- What is mechanical work?
- Characteristics of mechanical work
- Mechanical work formula
- Types of mechanical work
- Examples of mechanical work
We explain what mechanical work is in physics, its characteristics and the formula to calculate it. Also, what types exist and examples.
What is mechanical work?
In physical, and more specifically in the branch of the mechanics, is meant by mechanical work (or simply worked) to the action of a strength on a body at rest movement, so as to produce a displacement in the body proportional to the Energy invested in the force that moves it. In other words, mechanical work is the amount of energy transferred to a body by a force acting on it.

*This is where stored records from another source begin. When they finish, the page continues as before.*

use std::time::{Duration, Instant};

use async_trait::async_trait;
use reqwest::header::RETRY_AFTER;
use reqwest::{Response, StatusCode};
use serde::de::DeserializeOwned;
use tokio::sync::Mutex;
use tracing::{debug, error, info, warn};

use super::types::{CurrentlyPlaying, PlayerState, Token, User};
use super::{PlayerApi, SpotifyAuthenticator};
use crate::error::{SpotifyError, SpotifyResult};

/// Refresh the access token when it expires within this margin.
const TOKEN_REFRESH_MARGIN: Duration = Duration::from_secs(30);

/// Upper bound of a single exponential backoff step.
const MAX_BACKOFF: Duration = Duration::from_secs(60);

/// Authorized Spotify Web API client for one account
pub struct SpotifyClient {
    auth: SpotifyAuthenticator,
    token: Mutex<Token>,
}

/// Delay before retry number `retry` (1-based): `base_ms * 2^(retry - 1)`,
/// saturating and capped at [`MAX_BACKOFF`].
fn backoff_delay(base_ms: u64, retry: u32) -> Duration {
    let factor = 2_u64
        .checked_pow(retry.saturating_sub(1))
        .unwrap_or(u64::MAX);
    Duration::from_millis(base_ms.saturating_mul(factor)).min(MAX_BACKOFF)
}

/// Outcome of a single request attempt.
enum Attempt<T> {
    Done(Option<T>),
    /// Rate limited; the server asked to wait this long.
    RetryAfter(Duration, SpotifyError),
}

impl SpotifyClient {
    /// Create a client from a freshly issued token
    pub fn new(auth: SpotifyAuthenticator, token: Token) -> Self {
        Self {
            auth,
            token: Mutex::new(token),
        }
    }

    async fn access_token(&self) -> SpotifyResult<String> {
        let mut token = self.token.lock().await;

        if token.expires_within(TOKEN_REFRESH_MARGIN) {
            if let Some(refresh_token) = token.refresh_token.clone() {
                let mut fresh = self.auth.refresh(&refresh_token).await?;
                if fresh.refresh_token.is_none() {
                    fresh.refresh_token = Some(refresh_token);
                }
                *token = fresh;
                info!("Spotify access token refreshed");
            }
        }

        Ok(token.access_token.clone())
    }

    /// GET a Web API path with automatic retry. `204 No Content` yields `None`.
    async fn get<T: DeserializeOwned>(&self, path: &str) -> SpotifyResult<Option<T>> {
        let url = format!("{}{}", self.auth.api_url(), path);
        let request_config = self.auth.request_config();

        let mut last_error = None;
        let mut retries = 0;
        let mut wait = None;

        while retries <= request_config.max_retries {
            if retries > 0 {
                let delay = wait
                    .take()
                    .unwrap_or_else(|| backoff_delay(request_config.retry_delay_ms, retries));
                warn!(
                    path = %path,
                    retry = retries,
                    delay_ms = delay.as_millis(),
                    "Retrying Spotify request"
                );
                tokio::time::sleep(delay).await;
            }

            let start = Instant::now();

            match self.execute_request(&url).await {
                Ok(Attempt::Done(value)) => {
                    debug!(
                        path = %path,
                        latency_ms = start.elapsed().as_millis(),
                        "Spotify request succeeded"
                    );
                    return Ok(value);
                }
                Ok(Attempt::RetryAfter(delay, e)) => {
                    warn!(path = %path, delay_ms = delay.as_millis(), "Spotify rate limit hit");
                    wait = Some(delay);
                    last_error = Some(e);
                    retries += 1;
                }
                Err(e) if e.is_retryable() => {
                    error!(
                        path = %path,
                        error = %e,
                        latency_ms = start.elapsed().as_millis(),
                        retry = retries,
                        "Spotify request failed"
                    );
                    last_error = Some(e);
                    retries += 1;
                }
                Err(e) => return Err(e),
            }
        }

        Err(SpotifyError::Unavailable {
            message: last_error
                .map(|e| e.to_string())
                .unwrap_or_else(|| "Unknown error".to_string()),
            retries: retries.saturating_sub(1),
        })
    }

    /// Execute a single request (internal)
    async fn execute_request<T: DeserializeOwned>(&self, url: &str) -> SpotifyResult<Attempt<T>> {
        let access_token = self.access_token().await?;

        let response = self
            .auth
            .http()
            .get(url)
            .bearer_auth(access_token)
            .send()
            .await
            .map_err(|e| {
                if e.is_timeout() {
                    SpotifyError::Timeout {
                        timeout_ms: self.auth.request_config().timeout_ms,
                    }
                } else {
                    SpotifyError::Http(e)
                }
            })?;

        let status = response.status();

        if status == StatusCode::NO_CONTENT {
            return Ok(Attempt::Done(None));
        }

        if status == StatusCode::TOO_MANY_REQUESTS {
            let delay = retry_after(&response);
            let error_body = response.text().await.unwrap_or_default();
            return Ok(Attempt::RetryAfter(
                delay,
                SpotifyError::Api {
                    status: status.as_u16(),
                    message: error_body,
                },
            ));
        }

        if !status.is_success() {
            let error_body = response.text().await.unwrap_or_default();
            return Err(SpotifyError::Api {
                status: status.as_u16(),
                message: error_body,
            });
        }

        let value: T = response
            .json()
            .await
            .map_err(|e| SpotifyError::InvalidResponse {
                message: format!("Failed to parse response: {}", e),
            })?;

        Ok(Attempt::Done(Some(value)))
    }
}

fn retry_after(response: &Response) -> Duration {
    let seconds = response
        .headers()
        .get(RETRY_AFTER)
        .and_then(|value| value.to_str().ok())
        .and_then(|value| value.trim().parse::<u64>().ok())
        .unwrap_or(1);

    Duration::from_secs(seconds)
}

#[async_trait]
impl PlayerApi for SpotifyClient {
    async fn player_state(&self) -> SpotifyResult<Option<PlayerState>> {
        self.get("/me/player").await
    }

    async fn currently_playing(&self) -> SpotifyResult<Option<CurrentlyPlaying>> {
        self.get("/me/player/currently-playing").await
    }

    async fn current_user(&self) -> SpotifyResult<User> {
        self.get("/me")
            .await?
            .ok_or_else(|| SpotifyError::InvalidResponse {
                message: "empty user profile response".to_string(),
            })
    }
}

#[cfg(test)]
mod tests {
    use super::*;

    #[test]
    fn test_backoff_doubles_per_retry() {
        assert_eq!(backoff_delay(100, 1), Duration::from_millis(100));
        assert_eq!(backoff_delay(100, 2), Duration::from_millis(200));
        assert_eq!(backoff_delay(100, 4), Duration::from_millis(800));
    }

    #[test]
    fn test_backoff_saturates_for_large_retry_counts() {
        assert_eq!(backoff_delay(1000, 64), MAX_BACKOFF);
        assert_eq!(backoff_delay(1000, u32::MAX), MAX_BACKOFF);
        assert_eq!(backoff_delay(u64::MAX, 2), MAX_BACKOFF);
    }
}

Mechanical work is magnitude scalar, which is usually measured in the International system (SI) through joules or joules (J) and is represented by the letter W (from the English work, "Worked"). In addition, we often talk about positive or negative work depending on whether the force transfers energy to the object (positive work) or subtracts it (negative work). Thus, for example, whoever throws a ball does positive work, while whoever catches it does negative work.
Characteristics of mechanical work
Mechanical work is characterized by:
- It is a scalar magnitude, which is measured through joules (that is, kilograms per square meter divided by a second squared) and is represented by the letter W.
- It depends directly on the force that causes it, so that for there to be mechanical work on a body, there must be a mechanical force applied to it along a defined path.
- In current language, the term “work” is used to define that mechanical activity whose performance consumes an amount of energy.
- The transference of heat (caloric energy) is not considered a form of work, even though it consists of a transfer of energy.
Mechanical work formula
The simplest formula to calculate the work of a body that is moved by a force is usually the following:
W = F x d
where W is the work done, F is the force acting on the body, and D is the displacement distance suffered by the body.
However, force and distance are usually considered vector magnitudes, which require a certain orientation in space. Thus, the above formula can be reformulated to include such orientation, as follows:
W = F x d x cos𝛂
where the cosine of alpha (cos𝛂) determines the angle between the direction in which the force is applied and the direction in which the object moves as a result.
Types of mechanical work
Mechanical work can be of three types, depending on whether it adds, subtracts or maintains the energy level in the moving body. Thus, we can talk about:
- Positive work (W > 0). It occurs when the force contributes energy to the object in question, producing a displacement in the same direction in which the force was applied. An example of this would be a golf player who hits a ball with the club and makes it fly several meters, or a baseball player who hits a ball in motion, modifying the trajectory it had.
- Zero work (W = 0). It occurs when the applied force does not produce any displacement in the object, even though it is consuming energy in the process. An example of this would be a person who pushes a very heavy piece of furniture without making it move an inch.
- Negative work (W < 0).It occurs when the applied force subtracts energy from the object in question, resisting the movement that the object already brought or reducing its displacement. An example of this would be a baseball player who catches the ball thrown by another, preventing him from following his trajectory; or a person who stands in front of an object falling down a hill and, although unable to stop it completely, manages to slow down its fall.
Examples of mechanical work
Some examples of mechanical work are:
- In a soccer game, the referee takes a penalty and Lionel Messi kicks the ball towards the goal, with a force of 500N, making it move about 15 meters without touching the ground. How much work did he put into scoring that goal?
Answer: applying the formula W = F x d, we have that Messi did a work of 500N x 15m, that is, a work equivalent to 7500 J.
- A train heads south at full speed, heading straight for a car stuck on the tracks. A superhero, realizing the danger, decides to stand in front of the locomotive and stop its progress. Considering that the train brings with it a force of 20,000 N, that the superhero is invulnerable, and that the locomotive is 700 meters from the trapped car, how much work does the superhero have to do to stop it?
Answer: Since braking the locomotive requires at least 20,000 N in the opposite direction, and the superhero would like to leave a margin of at least 2 meters between the locomotive and the trapped car, we know that he must apply work equal to 20,000 N x 698 m, that is, a negative work of 13,960,000 J.